What you will do:
Find the lines of the records in which the word "APPLICATION" appears and report how many there are, as a number alone.

(Dataset entries)
_ _ _ _ _ _ _

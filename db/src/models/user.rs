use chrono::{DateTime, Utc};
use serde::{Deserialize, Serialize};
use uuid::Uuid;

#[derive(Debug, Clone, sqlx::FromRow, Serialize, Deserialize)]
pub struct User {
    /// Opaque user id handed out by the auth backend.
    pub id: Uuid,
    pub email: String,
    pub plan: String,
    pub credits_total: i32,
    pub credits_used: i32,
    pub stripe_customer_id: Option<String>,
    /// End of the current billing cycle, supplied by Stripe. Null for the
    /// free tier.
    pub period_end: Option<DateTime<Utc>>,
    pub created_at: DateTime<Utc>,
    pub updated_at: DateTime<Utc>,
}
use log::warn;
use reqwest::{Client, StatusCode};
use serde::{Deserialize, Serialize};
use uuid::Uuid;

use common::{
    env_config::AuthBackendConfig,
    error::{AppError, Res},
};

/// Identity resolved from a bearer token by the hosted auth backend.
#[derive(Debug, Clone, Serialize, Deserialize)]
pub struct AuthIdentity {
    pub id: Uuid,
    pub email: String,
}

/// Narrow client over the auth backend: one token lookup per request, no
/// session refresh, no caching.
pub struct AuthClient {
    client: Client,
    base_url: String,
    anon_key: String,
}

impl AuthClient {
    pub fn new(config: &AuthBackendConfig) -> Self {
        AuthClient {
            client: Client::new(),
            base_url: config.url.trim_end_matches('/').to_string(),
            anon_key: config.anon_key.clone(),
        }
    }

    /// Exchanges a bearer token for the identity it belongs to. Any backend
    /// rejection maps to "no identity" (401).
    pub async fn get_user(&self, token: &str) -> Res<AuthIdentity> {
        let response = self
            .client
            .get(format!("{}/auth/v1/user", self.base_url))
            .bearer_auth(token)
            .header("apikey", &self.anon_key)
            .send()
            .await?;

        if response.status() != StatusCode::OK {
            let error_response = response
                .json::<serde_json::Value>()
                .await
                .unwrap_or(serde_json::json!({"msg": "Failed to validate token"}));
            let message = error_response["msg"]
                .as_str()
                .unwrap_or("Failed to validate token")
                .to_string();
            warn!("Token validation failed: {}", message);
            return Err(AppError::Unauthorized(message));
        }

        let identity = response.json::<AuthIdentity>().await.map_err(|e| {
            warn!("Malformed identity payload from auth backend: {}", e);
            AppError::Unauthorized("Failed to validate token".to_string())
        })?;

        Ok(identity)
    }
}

_ _ _ _ _ _ _

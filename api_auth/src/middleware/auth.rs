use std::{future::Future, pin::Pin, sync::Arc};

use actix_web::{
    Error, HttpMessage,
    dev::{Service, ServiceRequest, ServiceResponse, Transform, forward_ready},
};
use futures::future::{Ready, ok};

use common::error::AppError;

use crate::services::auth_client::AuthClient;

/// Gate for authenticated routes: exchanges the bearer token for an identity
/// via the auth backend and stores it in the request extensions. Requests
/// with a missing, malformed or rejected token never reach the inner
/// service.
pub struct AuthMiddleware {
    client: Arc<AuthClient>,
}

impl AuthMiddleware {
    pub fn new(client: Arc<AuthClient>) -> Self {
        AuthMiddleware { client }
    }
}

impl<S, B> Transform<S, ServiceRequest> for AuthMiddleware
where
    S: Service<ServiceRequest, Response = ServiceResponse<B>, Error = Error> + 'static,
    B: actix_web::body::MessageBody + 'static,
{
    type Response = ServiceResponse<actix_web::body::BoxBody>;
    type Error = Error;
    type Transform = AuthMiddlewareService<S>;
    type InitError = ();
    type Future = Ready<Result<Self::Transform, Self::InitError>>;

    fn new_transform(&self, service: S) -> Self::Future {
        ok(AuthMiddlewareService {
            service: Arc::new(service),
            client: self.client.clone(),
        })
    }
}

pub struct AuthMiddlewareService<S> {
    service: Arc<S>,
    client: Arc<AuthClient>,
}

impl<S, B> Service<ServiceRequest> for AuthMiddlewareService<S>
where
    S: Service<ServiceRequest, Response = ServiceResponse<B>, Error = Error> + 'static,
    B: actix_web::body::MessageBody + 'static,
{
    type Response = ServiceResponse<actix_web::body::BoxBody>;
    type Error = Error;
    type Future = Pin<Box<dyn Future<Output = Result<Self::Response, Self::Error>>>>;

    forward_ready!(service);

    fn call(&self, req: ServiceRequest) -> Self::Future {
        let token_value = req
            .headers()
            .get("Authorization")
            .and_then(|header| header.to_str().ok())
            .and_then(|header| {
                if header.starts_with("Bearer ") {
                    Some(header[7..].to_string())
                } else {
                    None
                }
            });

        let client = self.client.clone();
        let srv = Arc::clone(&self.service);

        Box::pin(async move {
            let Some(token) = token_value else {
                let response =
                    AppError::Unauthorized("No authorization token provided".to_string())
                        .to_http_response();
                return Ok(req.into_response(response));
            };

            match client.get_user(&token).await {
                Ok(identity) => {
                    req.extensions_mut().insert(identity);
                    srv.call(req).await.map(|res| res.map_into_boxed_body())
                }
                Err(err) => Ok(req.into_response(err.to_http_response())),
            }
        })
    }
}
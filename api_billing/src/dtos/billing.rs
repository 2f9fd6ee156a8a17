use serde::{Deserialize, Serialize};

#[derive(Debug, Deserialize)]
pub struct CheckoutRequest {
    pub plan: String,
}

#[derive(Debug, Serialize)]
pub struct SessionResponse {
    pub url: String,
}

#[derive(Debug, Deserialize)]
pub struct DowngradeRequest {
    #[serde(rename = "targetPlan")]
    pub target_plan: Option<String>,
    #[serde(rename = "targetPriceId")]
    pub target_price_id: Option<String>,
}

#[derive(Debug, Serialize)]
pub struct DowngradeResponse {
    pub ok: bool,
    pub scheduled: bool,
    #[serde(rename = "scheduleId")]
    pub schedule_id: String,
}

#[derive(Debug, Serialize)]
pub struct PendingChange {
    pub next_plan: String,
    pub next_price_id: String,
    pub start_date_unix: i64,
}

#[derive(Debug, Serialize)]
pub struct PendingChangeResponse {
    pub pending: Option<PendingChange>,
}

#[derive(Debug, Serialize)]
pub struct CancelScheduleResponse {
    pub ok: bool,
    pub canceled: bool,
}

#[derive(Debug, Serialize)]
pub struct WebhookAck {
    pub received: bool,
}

_ _ _ _ _ _ _

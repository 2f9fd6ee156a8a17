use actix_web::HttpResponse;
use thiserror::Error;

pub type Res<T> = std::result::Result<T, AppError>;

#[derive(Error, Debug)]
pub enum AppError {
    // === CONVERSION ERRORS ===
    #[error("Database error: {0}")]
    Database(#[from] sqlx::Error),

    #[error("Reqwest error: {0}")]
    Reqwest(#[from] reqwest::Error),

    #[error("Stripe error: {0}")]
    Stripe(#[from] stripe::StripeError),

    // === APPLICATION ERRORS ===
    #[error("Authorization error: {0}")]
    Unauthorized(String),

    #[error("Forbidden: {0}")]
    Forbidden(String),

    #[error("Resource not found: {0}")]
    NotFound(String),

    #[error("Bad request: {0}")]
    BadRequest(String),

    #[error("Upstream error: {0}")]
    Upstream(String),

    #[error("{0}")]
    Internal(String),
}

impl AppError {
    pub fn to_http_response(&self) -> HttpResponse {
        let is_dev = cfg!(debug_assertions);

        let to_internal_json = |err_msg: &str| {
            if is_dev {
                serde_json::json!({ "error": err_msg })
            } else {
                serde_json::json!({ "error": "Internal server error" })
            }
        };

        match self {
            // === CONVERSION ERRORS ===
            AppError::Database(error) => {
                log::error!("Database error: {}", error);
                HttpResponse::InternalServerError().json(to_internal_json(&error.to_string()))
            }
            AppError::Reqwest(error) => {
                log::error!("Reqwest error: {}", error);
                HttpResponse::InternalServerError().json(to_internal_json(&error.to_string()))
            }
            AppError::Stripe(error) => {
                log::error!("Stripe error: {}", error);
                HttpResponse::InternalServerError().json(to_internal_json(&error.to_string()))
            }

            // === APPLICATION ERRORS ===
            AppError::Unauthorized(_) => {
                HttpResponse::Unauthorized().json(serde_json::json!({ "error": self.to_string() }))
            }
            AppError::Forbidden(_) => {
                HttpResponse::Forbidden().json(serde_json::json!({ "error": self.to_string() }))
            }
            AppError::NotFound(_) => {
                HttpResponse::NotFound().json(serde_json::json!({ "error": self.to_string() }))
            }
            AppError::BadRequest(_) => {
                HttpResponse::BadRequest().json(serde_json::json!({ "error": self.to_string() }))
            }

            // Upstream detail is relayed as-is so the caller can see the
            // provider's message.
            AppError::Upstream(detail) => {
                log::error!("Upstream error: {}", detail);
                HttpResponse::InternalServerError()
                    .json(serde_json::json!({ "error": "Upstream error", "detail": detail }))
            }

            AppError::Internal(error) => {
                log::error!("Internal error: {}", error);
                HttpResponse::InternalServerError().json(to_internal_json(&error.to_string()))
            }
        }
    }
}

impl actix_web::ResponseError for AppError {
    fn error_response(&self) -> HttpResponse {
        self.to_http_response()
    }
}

_ _ _ _ _ _ _

Output for this task:
2